I won’t bore you with the blow-by-blow details of all four laps other than to say that the ability to occasionally overtake somebody, and the sense that others were nipping at my heels, really stoked my coals and to my amazement, my heart rate was like 160 most of the time. I kept waiting for my body to fail, and against all odds it managed not to. Toward the end of the last lap, two guys in my category weren’t far behind at the base of the final climb. But this climb was a beast and I really gave it everything.

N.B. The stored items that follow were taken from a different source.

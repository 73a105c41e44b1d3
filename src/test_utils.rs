//! Fixture records and proptest strategies shared by unit tests.

use proptest::prelude::*;

use crate::schema::{Record, SchemaBuilder};

/// A flat record touching every source category.
#[derive(Debug, Clone, Default, PartialEq)]
pub struct Signup {
    pub name: String,
    pub email: String,
    pub age: i32,
    pub tags: Vec<String>,
    pub token: String,
    pub avatar: Vec<u8>,
    pub nickname: Option<String>,
}

impl Record for Signup {
    fn describe(schema: &mut SchemaBuilder<Self>) {
        schema
            .field("Name", r#"bind:"path,name=name" required:"true""#, |s| &s.name, |s| &mut s.name)
            .field(
                "Email",
                r#"bind:"form,name=email" validate:"required,pattern=#email""#,
                |s| &s.email,
                |s| &mut s.email,
            )
            .field(
                "Age",
                r#"bind:"query,name=age" default:"18" validate:"gte=0,lte=130""#,
                |s| &s.age,
                |s| &mut s.age,
            )
            .field(
                "Tags",
                r#"bind:"query,name=tags" validate:"max_len=5""#,
                |s| &s.tags,
                |s| &mut s.tags,
            )
            .field(
                "Token",
                r#"bind:"header,name=x-token" validate:"max_len=64""#,
                |s| &s.token,
                |s| &mut s.token,
            )
            .field(
                "Avatar",
                r#"bind:"file,name=avatar" validate:"max_len=1024""#,
                |s| &s.avatar,
                |s| &mut s.avatar,
            )
            .field("Nickname", r#"json:"nick" default:"anon""#, |s| &s.nickname, |s| &mut s.nickname);
    }
}

#[derive(Debug, Clone, Default, PartialEq)]
pub struct Address {
    pub city: String,
    pub zip: String,
}

impl Record for Address {
    fn describe(schema: &mut SchemaBuilder<Self>) {
        schema
            .field("City", r#"validate:"required""#, |a| &a.city, |a| &mut a.city)
            .field("Zip", r#"default:"00000""#, |a| &a.zip, |a| &mut a.zip);
    }
}

/// A record nesting [`Address`] inline, boxed and optional.
#[derive(Debug, Clone, Default, PartialEq)]
pub struct Profile {
    pub handle: String,
    pub home: Address,
    pub work: Option<Box<Address>>,
    pub billing: Option<Address>,
}

impl Record for Profile {
    fn describe(schema: &mut SchemaBuilder<Self>) {
        schema
            .field("Handle", r#"validate:"required""#, |p| &p.handle, |p| &mut p.handle)
            .embed("Home", "", |p| &p.home, |p| &mut p.home)
            .nested_boxed("Work", r#"json:"work""#, |p| &p.work, |p| &mut p.work)
            .nested("Billing", "", |p| &p.billing, |p| &mut p.billing);
    }
}

/// A self-referential record.
#[derive(Debug, Default)]
pub struct Node {
    pub value: i32,
    pub next: Option<Box<Node>>,
}

impl Record for Node {
    fn describe(schema: &mut SchemaBuilder<Self>) {
        schema
            .field("Value", r#"default:"1""#, |n| &n.value, |n| &mut n.value)
            .nested_boxed("Next", "", |n| &n.next, |n| &mut n.next);
    }
}

/// Printable ASCII without quotes or backslashes, up to `max_len` chars.
pub fn arb_plain_text(max_len: usize) -> impl Strategy<Value = String> {
    prop::string::string_regex(&format!("[a-zA-Z0-9 _.-]{{0,{}}}", max_len)).unwrap()
}

/// Text that is a valid `#email` address.
pub fn arb_email() -> impl Strategy<Value = String> {
    (
        prop::string::string_regex("[a-z0-9]{1,10}").unwrap(),
        prop::string::string_regex("[a-z]{1,10}").unwrap(),
        prop_oneof![Just("com"), Just("org"), Just("io")],
    )
        .prop_map(|(user, host, tld)| format!("{}@{}.{}", user, host, tld))
}

/// A [`Signup`] that passes every rule.
pub fn arb_valid_signup() -> impl Strategy<Value = Signup> {
    (
        prop::string::string_regex("[A-Za-z]{1,20}").unwrap(),
        arb_email(),
        0..=130_i32,
        prop::collection::vec(arb_plain_text(8), 0..=5),
        arb_plain_text(64),
        prop::collection::vec(any::<u8>(), 0..64),
    )
        .prop_map(|(name, email, age, tags, token, avatar)| Signup {
            name,
            email,
            age,
            tags,
            token,
            avatar,
            nickname: None,
        })
}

Photos and video have a way of making climbs look shallower, but that doesn’t even look shallow, does it? Ugh. Anyway, by the top I had a really healthy gap, so much so that I was even able to relax just a bit and gaze out at the new McProjects alongside the course (visible in the photo above) and reflect wistfully that soon somebody will decide that the trails at Fort Ord are a menace, or a hassle, or that Fort Ord itself is prime real estate for more McProjects, and the whole place will be bulldozed, and there won’t be any more races here.

After the finish line, feeling truly shattered, I was filled with the sublime feeling of having truly given it everything, so it didn’t matter how I’d placed—which was good, because I really had no idea about that. It’s better that way, I think, to decide how it went without worrying about the more or less meaningless matter of how I compared to those who happened to show up and race my category.

I stood around until my daughter showed up. We didn’t care how she placed either because she looks so cool in her new shades. Did I say shades? I meant racing jacket factory eyeshade système.

I won’t tell you how she did because she’s working on her own race report.

Here is a photo of my lunch. If you zoom in and look closely, you will notice two things: 1) I was so knackered, I totally missed with the mustard and got most of it on the plate; 2) the ingredients of the relish include FD&C Yellow #5 and Blue #1. Blue dye? Gross! I normally stick to Del Monte which isn’t nearly as pretty but is not artificially colored.

Okay, here is a photo of me on the podium. If it seems prideful to post this, consider that it would be even more prideful not to bother, as though this weren’t any big thing for me. Sure, a great racer would shrug this off and not even mention it, but I haven’t stood on a podium since 1991, and may never get the chance again. So, yeah, I’m going to humbly admit this is like my fifteen minutes seconds of would-be fame (i.e., if anybody but me cared). 

(It looks like I placed 3rd but it was actually 5th. Two guys didn’t wait around for the podium ceremony so the organizers had me step up.)

Look at the winner. Notice how he can’t be bothered to show his team colors. In fact, where’s his medal? What did he do, shove it in his pocket? I guess this guy must win all the time. As for the second-place guy, I’m required to dislike his Stanford jersey, and I really don’t like his teen-style hat. Next year I’m gonna kick his ass … unless I get free beer again the night before.